The gas sensor according to the present invention has a fast detection time, low detection temperature, and excellent detection sensitivity by applying the conductive polymer material to the hybrid coupler operating in the micro-band. Therefore, it is possible to manufacture a highly sensitive, low-power, noxious gas sensor with low power consumption, high-temperature environment for improving reactivity, and high selectivity.

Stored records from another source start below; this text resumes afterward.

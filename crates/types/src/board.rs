//! Board module - grid coordinates and the rectangular cell matrix
//!
//! `BoardMatrix<T>` keeps its cells in a flat row-major `Vec` (`y * width + x`)
//! so every game board shares the same indexing and bounds rules.

use std::fmt;

use serde::{Deserialize, Serialize};

/// A cell coordinate. Ordering is row-major (by `y`, then `x`).
#[derive(Debug, Clone, Copy, PartialEq, Eq, Hash, Default, Serialize, Deserialize)]
pub struct Position {
    pub x: i32,
    pub y: i32,
}

impl Ord for Position {
    fn cmp(&self, other: &Self) -> std::cmp::Ordering {
        (self.y, self.x).cmp(&(other.y, other.x))
    }
}

impl PartialOrd for Position {
    fn partial_cmp(&self, other: &Self) -> Option<std::cmp::Ordering> {
        Some(self.cmp(other))
    }
}

impl Position {
    pub const fn new(x: i32, y: i32) -> Self {
        Self { x, y }
    }

    /// Position one step away in `dir`
    pub fn step(self, dir: Direction) -> Self {
        let (dx, dy) = dir.delta();
        Self::new(self.x + dx, self.y + dy)
    }

    pub fn manhattan(self, other: Position) -> u32 {
        self.x.abs_diff(other.x) + self.y.abs_diff(other.y)
    }

    /// The up-to-8 surrounding cells in a fixed scan order (row above, same row, row below)
    pub fn neighbors8(self) -> impl Iterator<Item = Position> {
        const OFFSETS: [(i32, i32); 8] = [
            (-1, -1),
            (0, -1),
            (1, -1),
            (-1, 0),
            (1, 0),
            (-1, 1),
            (0, 1),
            (1, 1),
        ];
        OFFSETS
            .into_iter()
            .map(move |(dx, dy)| Position::new(self.x + dx, self.y + dy))
    }
}

impl fmt::Display for Position {
    fn fmt(&self, f: &mut fmt::Formatter<'_>) -> fmt::Result {
        write!(f, "({}, {})", self.x, self.y)
    }
}

/// Grid movement directions
#[derive(Debug, Clone, Copy, PartialEq, Eq, Hash, Serialize, Deserialize)]
#[serde(rename_all = "lowercase")]
pub enum Direction {
    Up,
    Down,
    Left,
    Right,
}

impl Direction {
    /// Fixed enumeration order used wherever moves are listed
    pub const ALL: [Direction; 4] = [
        Direction::Up,
        Direction::Down,
        Direction::Left,
        Direction::Right,
    ];

    pub fn opposite(&self) -> Self {
        match self {
            Direction::Up => Direction::Down,
            Direction::Down => Direction::Up,
            Direction::Left => Direction::Right,
            Direction::Right => Direction::Left,
        }
    }

    /// `(dx, dy)` in screen coordinates
    pub fn delta(&self) -> (i32, i32) {
        match self {
            Direction::Up => (0, -1),
            Direction::Down => (0, 1),
            Direction::Left => (-1, 0),
            Direction::Right => (1, 0),
        }
    }

    pub fn as_str(&self) -> &'static str {
        match self {
            Direction::Up => "up",
            Direction::Down => "down",
            Direction::Left => "left",
            Direction::Right => "right",
        }
    }

    /// Direction that moves `from` onto the 4-adjacent cell `to`
    pub fn between(from: Position, to: Position) -> Option<Self> {
        Direction::ALL
            .into_iter()
            .find(|dir| from.step(*dir) == to)
    }
}

/// Errors raised when building a board from untrusted rows
#[derive(Debug, Clone, Copy, PartialEq, Eq)]
pub enum BoardError {
    RaggedRow {
        row: usize,
        expected: usize,
        found: usize,
    },
    DimensionMismatch,
}

impl BoardError {
    pub fn code(self) -> &'static str {
        match self {
            BoardError::RaggedRow { .. } => "ragged_row",
            BoardError::DimensionMismatch => "dimension_mismatch",
        }
    }

    pub fn message(self) -> &'static str {
        match self {
            BoardError::RaggedRow { .. } => "row length differs from board width",
            BoardError::DimensionMismatch => "board layers have different dimensions",
        }
    }
}

impl fmt::Display for BoardError {
    fn fmt(&self, f: &mut fmt::Formatter<'_>) -> fmt::Result {
        match self {
            BoardError::RaggedRow {
                row,
                expected,
                found,
            } => write!(
                f,
                "{}: row {} has {} cells, expected {}",
                self.message(),
                row,
                found,
                expected
            ),
            BoardError::DimensionMismatch => f.write_str(self.message()),
        }
    }
}

impl std::error::Error for BoardError {}

/// Rectangular grid of cell values.
///
/// Invariant: `cells.len() == width * height`; every row has exactly `width` cells.
/// Serializes as a list of rows and re-validates that shape on the way in.
#[derive(Debug, Clone, PartialEq, Serialize, Deserialize)]
#[serde(
    try_from = "Vec<Vec<T>>",
    into = "Vec<Vec<T>>",
    bound(
        serialize = "T: Serialize + Clone",
        deserialize = "T: Deserialize<'de> + Clone"
    )
)]
pub struct BoardMatrix<T> {
    width: usize,
    height: usize,
    cells: Vec<T>,
}

impl<T: Clone> BoardMatrix<T> {
    /// Create a `width` x `height` matrix with every cell set to `fill`
    pub fn new(width: usize, height: usize, fill: T) -> Self {
        Self {
            width,
            height,
            cells: vec![fill; width * height],
        }
    }

    /// Build from rows, rejecting rows whose length differs from the first row
    pub fn from_rows(rows: Vec<Vec<T>>) -> Result<Self, BoardError> {
        let height = rows.len();
        let width = rows.first().map_or(0, Vec::len);
        let mut cells = Vec::with_capacity(width * height);
        for (row, values) in rows.into_iter().enumerate() {
            if values.len() != width {
                return Err(BoardError::RaggedRow {
                    row,
                    expected: width,
                    found: values.len(),
                });
            }
            cells.extend(values);
        }
        Ok(Self {
            width,
            height,
            cells,
        })
    }

    /// Convert back to a list of rows
    pub fn to_rows(&self) -> Vec<Vec<T>> {
        self.rows().map(<[T]>::to_vec).collect()
    }
}

impl<T> BoardMatrix<T> {
    #[inline(always)]
    fn index(&self, pos: Position) -> Option<usize> {
        if !self.in_bounds(pos) {
            return None;
        }
        Some(pos.y as usize * self.width + pos.x as usize)
    }

    pub fn width(&self) -> usize {
        self.width
    }

    pub fn height(&self) -> usize {
        self.height
    }

    pub fn is_empty(&self) -> bool {
        self.cells.is_empty()
    }

    pub fn in_bounds(&self, pos: Position) -> bool {
        pos.x >= 0 && pos.y >= 0 && (pos.x as usize) < self.width && (pos.y as usize) < self.height
    }

    /// Get cell at `pos`, `None` if out of bounds
    pub fn get(&self, pos: Position) -> Option<&T> {
        self.index(pos).map(|idx| &self.cells[idx])
    }

    /// Set cell at `pos`. Returns false if out of bounds
    pub fn set(&mut self, pos: Position, value: T) -> bool {
        match self.index(pos) {
            Some(idx) => {
                self.cells[idx] = value;
                true
            }
            None => false,
        }
    }

    /// Iterate rows top to bottom
    pub fn rows(&self) -> impl Iterator<Item = &[T]> {
        // chunks() panics on zero, and a zero-width board has no cells anyway.
        self.cells
            .chunks(self.width.max(1))
            .take(if self.width == 0 { 0 } else { self.height })
    }

    /// Iterate every position in row-major order
    pub fn positions(&self) -> impl Iterator<Item = Position> {
        let width = self.width as i32;
        let height = self.height as i32;
        (0..height).flat_map(move |y| (0..width).map(move |x| Position::new(x, y)))
    }
}

impl<T: Clone> TryFrom<Vec<Vec<T>>> for BoardMatrix<T> {
    type Error = BoardError;

    fn try_from(rows: Vec<Vec<T>>) -> Result<Self, Self::Error> {
        Self::from_rows(rows)
    }
}

impl<T: Clone> From<BoardMatrix<T>> for Vec<Vec<T>> {
    fn from(value: BoardMatrix<T>) -> Self {
        value.to_rows()
    }
}

#[cfg(test)]
mod tests {
    use super::*;

    #[test]
    fn test_matrix_index_and_bounds() {
        let mut m = BoardMatrix::new(3, 2, 0u8);
        assert!(m.set(Position::new(2, 1), 7));
        assert_eq!(m.get(Position::new(2, 1)), Some(&7));
        assert_eq!(m.cells[1 * 3 + 2], 7);

        assert!(!m.set(Position::new(3, 0), 1));
        assert!(!m.set(Position::new(0, -1), 1));
        assert_eq!(m.get(Position::new(-1, 0)), None);
        assert_eq!(m.get(Position::new(0, 2)), None);
    }

    #[test]
    fn test_from_rows_rejects_ragged_input() {
        let err = BoardMatrix::from_rows(vec![vec![1, 2, 3], vec![4, 5]]).unwrap_err();
        assert_eq!(
            err,
            BoardError::RaggedRow {
                row: 1,
                expected: 3,
                found: 2
            }
        );
        assert_eq!(err.code(), "ragged_row");
    }

    #[test]
    fn test_zero_size_matrix_is_legal() {
        let m: BoardMatrix<bool> = BoardMatrix::from_rows(Vec::new()).unwrap();
        assert_eq!(m.width(), 0);
        assert_eq!(m.height(), 0);
        assert!(m.is_empty());
        assert_eq!(m.rows().count(), 0);
        assert_eq!(m.positions().count(), 0);
        assert_eq!(m.get(Position::new(0, 0)), None);
    }

    #[test]
    fn test_rows_roundtrip_preserves_layout() {
        let rows = vec![vec!['a', 'b'], vec!['c', 'd'], vec!['e', 'f']];
        let m = BoardMatrix::from_rows(rows.clone()).unwrap();
        assert_eq!(m.get(Position::new(1, 2)), Some(&'f'));
        assert_eq!(m.to_rows(), rows);
    }

    #[test]
    fn test_deserialize_validates_shape() {
        let ok: BoardMatrix<u8> = serde_json::from_str("[[1,0],[0,1]]").unwrap();
        assert_eq!(ok.width(), 2);
        assert!(serde_json::from_str::<BoardMatrix<u8>>("[[1,0],[0]]").is_err());
    }

    #[test]
    fn test_position_order_is_row_major() {
        let mut cells = vec![Position::new(1, 1), Position::new(2, 0), Position::new(0, 1)];
        cells.sort();
        assert_eq!(
            cells,
            vec![Position::new(2, 0), Position::new(0, 1), Position::new(1, 1)]
        );
    }

    #[test]
    fn test_direction_between_adjacent_cells() {
        let p = Position::new(5, 5);
        for dir in Direction::ALL {
            assert_eq!(Direction::between(p, p.step(dir)), Some(dir));
            assert_eq!(dir.opposite().opposite(), dir);
        }
        assert_eq!(Direction::between(p, Position::new(7, 5)), None);
    }
}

Figure 1 shows a gas detection mechanism.
2 shows the structure of a conductive polymer compound having a conjugated structure.
3 shows a structure of a gas sensor according to an embodiment of the present invention.
4 is a conceptual diagram of a gas sensor according to an embodiment of the present invention.
Figure 5 is an AFM image of a PEDOT: PSS film material.
6 is a photograph showing a gas sensor and a test fixture according to an embodiment of the present invention.
7 is a graph showing S-parameters measured using a gas sensor according to an embodiment of the present invention.
8 is a graph showing the phase response of S ₂₁ according to gas exposure of a gas sensor according to an embodiment of the present invention.
9 is a graph showing changes in S ₂₁ amplitude according to gas injection in a time domain measured using a gas sensor according to an embodiment of the present invention.

Hereinafter, the present invention will be described in detail with reference to the accompanying drawings.

1. General gas detection mechanism

1 is a conceptual view showing a general gas sensor principle and a detection mechanism using a conductive polymer. The gas molecule distribution on the left side of the figure shows the general atmospheric state in which the gas molecules to be detected and other impurity molecules are present. At this time, in order to selectively detect only the gas molecules to be analyzed, a sensing material having high reactivity with a specific gas is used. In the present invention, a conductive polymer compound is used. The gas molecules and the conductive polymer compounds to be analyzed are adsorbed on the polymer compound due to their excellent reactivity. The adsorption phenomenon changes the electrical properties of the conductive polymer compound, and the transducer converts the chemical reaction into an electrical signal. By analyzing the finally converted electrical signal, the detection result for the desired gas can be obtained.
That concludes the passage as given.